At the police station, Holder tells Linden that the description of the person who beat the escort matches Drexler, who has a police record for soliciting prostitutes. Jack's father, Greg (Tahmoh Penikett), appears and asks Sarah Linden if he can see their son again. She threatens to have him arrested for kidnapping. Ray (Randal Edwards), a police tech, shows the detectives the Beau Soleil website that was accessed multiple times from Rosie's laptop computer — the last access time was the Wednesday before Rosie disappeared. The escorts' faces are not visible on the site, but Sarah recognizes a jacket as one that Terry has been wearing. They visit her at a pub where she works. She admits being a Beau Soleil escort and to having used Rosie's computer to access their website, but denies using it on the day in question. She also recalls that an escort named Celine warned other escorts about a customer using the pseudonym "Orpheus," who drove her to the waterfront and discussed drowning. The detectives visit a storefront housing the Beau Soleil website's servers. After Holder threatens the webmaster, he retrieves Celine's post about Orpheus and reveals her true name: Aleena. He also retrieves Orpheus's email address, adding that the account was closed, and its files erased, at 4 a.m. on the night Rosie disappeared.

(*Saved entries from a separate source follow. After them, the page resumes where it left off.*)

//! Chrome trace output.

use std::fs::File;
use std::io::{BufWriter, Write};
use std::time::Instant;

static mut TRACE: Option<Trace> = None;

enum EventType {
    Complete(Instant),
}

struct Event {
    name: &'static str,
    timestamp: Instant,
    event_type: EventType,
}

struct Trace {
    start: Instant,
    w: BufWriter<File>,
}

impl Trace {
    fn new(path: &str) -> std::io::Result<Self> {
        let mut w = BufWriter::new(File::create(path)?);
        write!(w, "[\n")?;
        Ok(Trace {
            start: Instant::now(),
            w,
        })
    }

    fn write_event(&mut self, event: Event) -> std::io::Result<()> {
        write!(
            self.w,
            "{{ \"pid\": 0, \"name\": {:?}, \"ts\": {},",
            event.name,
            event.timestamp.duration_since(self.start).as_micros(),
        )?;
        match event.event_type {
            EventType::Complete(end) => {
                write!(
                    self.w,
                    "\"ph\": \"X\", \"dur\": {} }}",
                    end.duration_since(event.timestamp).as_micros()
                )
            }
        }
    }

    fn write(&mut self, event: Event) -> std::io::Result<()> {
        self.write_event(event)?;
        write!(self.w, ",\n")
    }

    fn scope<T>(&mut self, name: &'static str, f: impl FnOnce() -> T) -> T {
        let start = Instant::now();
        let result = f();
        self.write(Event {
            name,
            timestamp: start,
            event_type: EventType::Complete(Instant::now()),
        })
        .unwrap();
        result
    }

    fn close(&mut self) -> std::io::Result<()> {
        self.write_event(Event {
            name: "main",
            timestamp: self.start,
            event_type: EventType::Complete(Instant::now()),
        })?;
        write!(self.w, "]\n")?;
        self.w.flush()
    }
}

pub fn open(path: &str) -> std::io::Result<()> {
    let trace = Trace::new(path)?;
    // Safety: accessing global mut, not threadsafe.
    unsafe {
        TRACE = Some(trace);
    }
    Ok(())
}

#[inline]
pub fn scope<T>(name: &'static str, f: impl FnOnce() -> T) -> T {
    // Safety: accessing global mut, not threadsafe.
    unsafe {
        match &mut TRACE {
            None => f(),
            Some(t) => t.scope(name, f),
        }
    }
}

pub fn close() -> std::io::Result<()> {
    // Safety: accessing global mut, not threadsafe.
    unsafe {
        if let Some(t) = &mut TRACE {
            return t.close();
        }
    }
    Ok(())
}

At the jail, Stan tells the therapist of a dream in which he returns home and finds that some other guy has taken his place. In Stan's office, Mitch informs Terry that she's not posting Stan's bail because he gambled away their money. After arguing about family and Rosie, Terry tells her that she did not even know Rosie. Later, Terry posts Stan's bail and he is released.

At the police station, Linden sends Orpheus an e-mail with the lure of knowing what he did. Posing as a Beau Soleil client, Holder meets Aleena (Alona Tal) at a hotel. He shows her Rosie's crime-scene photos, describing Aleena's encounter with Orpheus as a rehearsal. She mentions that Orpheus was a sweet yet sad person. Holder mentions Drexler's name, and she leaves, refusing to answer any more questions. She later calls him, asking for police protection. After he agrees, she gives him an address to find out who Orpheus is.

Linden asks a technician, Ray, to monitor her computer for a response from Orpheus while she is away from her desk. She then visits Darren Richmond at his apartment to advise him to cut ties with Drexler. He excuses himself to take a phone call. Linden also receives a call. Ray tells her that Orpheus has read her e-mail. She asks Ray to send the e-mail again, then hears an audible alert on a nearby computer. At her request, Ray sends the e-mail three more times, and each time she hears the audible alert. Following the sound to Richmond's computer, she sees his open e-mail account on the screen and reads her four consecutive lures. Richmond enters to find her at his computer, just as Holder arrives at the address that Aleena has given him. She is not there, but he sees numerous campaign posters of Darren Richmond on a nearby wall.

Meanwhile, in Richmond's office, Gwen Eaton looks at photographs from the envelope Adams handed her. They are candid photos of Richmond with a number of different women in intimate settings.

==Reception==
"Beau Soleil" received mixed reviews. Sean McKenna of TV Fanatic gave the episode five stars, stating: "After 12 episodes, The Killing has maintained its fresh take on the crime drama that departs from the fast paced worlds of shows like CSI. This series has managed to weave together interesting characters and drama while surrounding them with a murder mystery that finds both equally important." However, Meredith Blake of The A.V. Club rated this episode a C+, saying: 'The problem with The Killing is that the writing is at least as haphazard as Linden and Holder's detective work, and the show provides little else — in the form of likable, compelling characters or novel scenarios — to distract us from the [Swiss]-cheese-esque plot."

The episode was watched by 1.83 million viewers, a notable drop from the previous episode.